Should I Actually Be Working on Cryonics Rather than Rejuvenation?

The small, long-standing cryonics community and industry is focused on saving lives by offering the possibility of low-temperature storage at death, using cryoprotectants to induce a state of vitrification rather than straight freezing, a shot at preserving the structure and data of the mind for a future society capable of revival from this state. This has been an ongoing project for quite some time now, since the 1960s or so, albeit with a small budget and few research programs.

I was recently in New York to attend the 50th anniversary gathering for the Alcor Life Extension Foundation, among the oldest of cryonics organizations. It was an occasion also marking the launch of a new book by Robert Freitas, a specialist in molecular nanotechnology and nanomedicine. The book, Cryostasis Revival, is essentially a 700 page scientific paper that outlines, in detail, what we know of the research and development that would be required to revive a vitrified individual. This starts as a matter of neuroscience, based our knowledge of the brain and its tissues and function, but encompasses a great deal more as well.

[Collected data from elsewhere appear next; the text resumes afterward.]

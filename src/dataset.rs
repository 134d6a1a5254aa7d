//! Exported monitoring snapshots.
//!
//! A snapshot is either one JSON document holding all four collections or a
//! directory with `courses.json`, `participants.json`, `cases.json` and
//! `observations.json`. Missing collections load as empty.

use crate::models::{Case, Course, Observation, Participant};
use serde::de::DeserializeOwned;
use serde::{Deserialize, Serialize};
use std::collections::{HashMap, HashSet};
use std::ops::AddAssign;
use std::path::{Path, PathBuf};
use thiserror::Error;
use tracing::{debug, info, warn};

/// Errors raised while loading or querying a dataset.
#[derive(Debug, Error)]
pub enum DatasetError {
    #[error("Failed to read {path}: {source}")]
    Read {
        path: PathBuf,
        #[source]
        source: std::io::Error,
    },

    #[error("Failed to parse {path}: {source}")]
    Parse {
        path: PathBuf,
        #[source]
        source: serde_json::Error,
    },

    #[error("Course not found: {0}")]
    MissingCourse(String),

    #[error("Participant {participant} not found in course {course}")]
    MissingParticipant { course: String, participant: String },
}

pub type DatasetResult<T> = std::result::Result<T, DatasetError>;

/// All records of one export.
#[derive(Debug, Clone, Default, Serialize, Deserialize)]
pub struct Dataset {
    #[serde(default)]
    pub courses: Vec<Course>,
    #[serde(default)]
    pub participants: Vec<Participant>,
    #[serde(default)]
    pub cases: Vec<Case>,
    #[serde(default)]
    pub observations: Vec<Observation>,
}

/// Number of records dropped by a cascade helper.
#[derive(Debug, Clone, Copy, Default, PartialEq, Eq)]
pub struct Removed {
    pub courses: usize,
    pub participants: usize,
    pub cases: usize,
    pub observations: usize,
}

impl Removed {
    pub fn total(&self) -> usize {
        self.courses + self.participants + self.cases + self.observations
    }
}

impl AddAssign for Removed {
    fn add_assign(&mut self, other: Removed) {
        self.courses += other.courses;
        self.participants += other.participants;
        self.cases += other.cases;
        self.observations += other.observations;
    }
}

fn read_json<T: DeserializeOwned>(path: &Path) -> DatasetResult<T> {
    let content = std::fs::read_to_string(path).map_err(|source| DatasetError::Read {
        path: path.to_path_buf(),
        source,
    })?;
    serde_json::from_str(&content).map_err(|source| DatasetError::Parse {
        path: path.to_path_buf(),
        source,
    })
}

fn read_collection<T: DeserializeOwned>(dir: &Path, name: &str) -> DatasetResult<Vec<T>> {
    let path = dir.join(format!("{}.json", name));
    if !path.exists() {
        debug!("No {} in {}", path.display(), dir.display());
        return Ok(Vec::new());
    }
    read_json(&path)
}

impl Dataset {
    /// Load a snapshot from a JSON file or a collection directory.
    pub fn load(path: &Path) -> DatasetResult<Self> {
        let dataset: Dataset = if path.is_dir() {
            Dataset {
                courses: read_collection(path, "courses")?,
                participants: read_collection(path, "participants")?,
                cases: read_collection(path, "cases")?,
                observations: read_collection(path, "observations")?,
            }
        } else {
            read_json(path)?
        };

        info!(
            "Loaded {} courses, {} participants, {} cases, {} observations from {}",
            dataset.courses.len(),
            dataset.participants.len(),
            dataset.cases.len(),
            dataset.observations.len(),
            path.display()
        );

        Ok(dataset)
    }

    pub fn course(&self, id: &str) -> DatasetResult<&Course> {
        self.courses
            .iter()
            .find(|c| c.id == id)
            .ok_or_else(|| DatasetError::MissingCourse(id.to_string()))
    }

    /// The only course of the snapshot, if there is exactly one.
    pub fn single_course(&self) -> Option<&Course> {
        match self.courses.as_slice() {
            [course] => Some(course),
            _ => None,
        }
    }

    pub fn participant(&self, course_id: &str, id: &str) -> DatasetResult<&Participant> {
        self.participants
            .iter()
            .find(|p| p.id == id && p.course_id == course_id)
            .ok_or_else(|| DatasetError::MissingParticipant {
                course: course_id.to_string(),
                participant: id.to_string(),
            })
    }

    /// Participants of a course sorted by name.
    pub fn participants_for(&self, course_id: &str) -> Vec<Participant> {
        let mut participants: Vec<Participant> = self
            .participants
            .iter()
            .filter(|p| p.course_id == course_id)
            .cloned()
            .collect();
        participants.sort_by(|a, b| a.name.cmp(&b.name));
        participants
    }

    /// Observations whose case is not in the snapshot.
    pub fn orphaned_observations(&self) -> usize {
        let case_ids: HashSet<&str> = self.cases.iter().map(|c| c.id.as_str()).collect();
        self.observations
            .iter()
            .filter(|o| matches!(o.case_id.as_deref(), Some(id) if !case_ids.contains(id)))
            .count()
    }

    /// Cases whose stored all-correct flag disagrees with their observations.
    ///
    /// Cases without any observation in the snapshot are not judged.
    pub fn stale_case_flags(&self) -> usize {
        let mut by_case: HashMap<&str, Vec<&Observation>> = HashMap::new();
        for obs in &self.observations {
            if let Some(case_id) = obs.case_id.as_deref() {
                by_case.entry(case_id).or_default().push(obs);
            }
        }

        self.cases
            .iter()
            .filter(|case| {
                by_case.get(case.id.as_str()).is_some_and(|obs| {
                    Case::derive_all_correct(obs.iter().copied()) != case.all_correct
                })
            })
            .count()
    }
}

/// Cascading removals that keep a pruned snapshot consistent.
impl Dataset {
    /// Drop every course other than `id`, with their records.
    pub fn scope_to_course(&mut self, id: &str) -> Removed {
        let others: Vec<String> = self
            .courses
            .iter()
            .filter(|c| c.id != id)
            .map(|c| c.id.clone())
            .collect();

        let mut removed = Removed::default();
        for other in others {
            removed += self.remove_course(&other);
        }
        removed
    }

    /// Remove the listed participants and cases, cascading to their records.
    pub fn exclude(&mut self, participants: &[String], cases: &[String]) -> Removed {
        let mut removed = Removed::default();

        for id in participants {
            let r = self.remove_participant(id);
            if r.participants == 0 {
                warn!("No participant {} to exclude", id);
            }
            removed += r;
        }
        for id in cases {
            let r = self.remove_case(id);
            if r.cases == 0 {
                warn!("No case {} to exclude", id);
            }
            removed += r;
        }

        removed
    }

    /// Remove a course with its participants, cases and observations.
    pub fn remove_course(&mut self, id: &str) -> Removed {
        let mut removed = Removed::default();

        let before = self.courses.len();
        self.courses.retain(|c| c.id != id);
        removed.courses = before - self.courses.len();

        let before = self.participants.len();
        self.participants.retain(|p| p.course_id != id);
        removed.participants = before - self.participants.len();

        let before = self.cases.len();
        self.cases.retain(|c| c.course_id != id);
        removed.cases = before - self.cases.len();

        let before = self.observations.len();
        self.observations.retain(|o| o.course_id != id);
        removed.observations = before - self.observations.len();

        debug!("Removed course {}: {:?}", id, removed);
        removed
    }

    /// Remove a participant with their cases and observations.
    pub fn remove_participant(&mut self, id: &str) -> Removed {
        let mut removed = Removed::default();

        let before = self.participants.len();
        self.participants.retain(|p| p.id != id);
        removed.participants = before - self.participants.len();

        let before = self.cases.len();
        self.cases.retain(|c| c.participant_id != id);
        removed.cases = before - self.cases.len();

        let before = self.observations.len();
        self.observations.retain(|o| o.participant_id != id);
        removed.observations = before - self.observations.len();

        debug!("Removed participant {}: {:?}", id, removed);
        removed
    }

    /// Remove a case and the observations recorded for it.
    pub fn remove_case(&mut self, id: &str) -> Removed {
        let mut removed = Removed::default();

        let before = self.cases.len();
        self.cases.retain(|c| c.id != id);
        removed.cases = before - self.cases.len();

        let before = self.observations.len();
        self.observations
            .retain(|o| o.case_id.as_deref() != Some(id));
        removed.observations = before - self.observations.len();

        debug!("Removed case {}: {:?}", id, removed);
        removed
    }
}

People interested in progress in cryonics tend to be interested in progress towards the development of rejuvenation therapies, though there is too little overlap in the other direction. Both were once more fringe than they are now, but work on rejuvenation has expanded and found far more support than is the case for cryonics. There is an old debate, often held between those with a foot in both camps: given that most of us in the later half of life expect the likely pace of progress in rejuvenation therapies to result in a sizeable improvement in old age, but not prevent us from dying from the effects of aging, why are we not fully focused instead on enabling cryonics to become a robust, large, dynamic industry? Isn't the primary object to avoid death, to avoid ceasing to exist? Why not then work on the better solution to that specific goal, rather than a path that can only improve health and thereby longevity in the time we have left?

I was asked this again at the Alcor event by Emil Kendziorra, co-founder of Tomorrow Biostasis, a comparatively new European cryonics venture that may well be pushing some of the older organizations to modernize more than they would otherwise have done, in his role as provocateur. He makes a habit of this, it is a part of his advocacy for the cause.

While I can't talk to the decisions of others, I can shed some light on why I am presently working on rejuvenation, and only plan to focus more of my time on cryonics later in life. Pre-pandemic, I said - to Emil Kendziorra, even - that ten years from now I would be spending more time on cryonics. It may still be ten years at this point post-pandemic, if early access to reprogramming or a combination of other plausible technologies pans out over the next five years and proves influential on health. My timing to switch to work on cryonics is in one sense driven by my projected health trajectory. At what point in the future do I predict that I only have 20 years left before there is a real risk of serious, debilitating age-related disease that drastically limits my ability to contribute? At that point I should put a great deal more effort into making those 20 years a productive time for the cryonics industry.

In the more general sense, considering health and other factors, I will put more work into cryonics when the balance shifts to the point at which improvement in the state of cryonics will be more of a benefit to me than improvements in the state of rejuvenation. "Balance" is a loose word. Guesstimation and gut feel goes into (a) what I think can be achieved for many people over the next few decades via improvements in rejuvenation therapies, (b) what I think can be achieved for myself 20-30 years from now in rejuvenation by helping now, (c) what I can do for the cryonics industry now versus later, and (d) the likelihood that my present efforts in the biotech sector will produce significant personal capital to devote to cryonics research, development, and industry growth.

That last point is an important one. Improvement in the practical implementation of low-temperature cryopreservation proceeds at a very slow pace, with minimal funding. This is a consequence of it being a small field. Yet we can argue quite strongly that the lack of demonstrated capabilities, such as, let us say, reversible vitrification of organs used in the tissue engineering and organ donation fields, is the biggest impediment to convincing the world that cryonics is real. Many people feel that cryonics won't become even a minority concern in a meaningful way until the first person is brought back successfully - but that is a long way in the future, and so we must find incremental steps along the way that will help make a convincing argument to laypeople that this is possible in principle.

At this point, it would probably cost $10 million to $20 million to push reversible vitrification of organs past the point at which more funding will arise organically and industry will inevitably form. Either philanthropy focused on academic-style programs or a deep-pocketed venture backed company might achieve the same result. But money doesn't grow on trees, and so far even the more visionary philanthropists have committed only a fraction of this amount to this sort of cryonics research. Turning up to put my shoulder to the wheel with the intent to find this funding is one thing. Turning up with those funds in hand is quite another. The odds of either path working out, and when they will work out, are worth considering when running the calculus of when to become more involved.

In any case, I am sympathetic to the argument that one should be working to speed up the growth and development of a future cryonics industry. One day I will do more than talking about it. Just not today.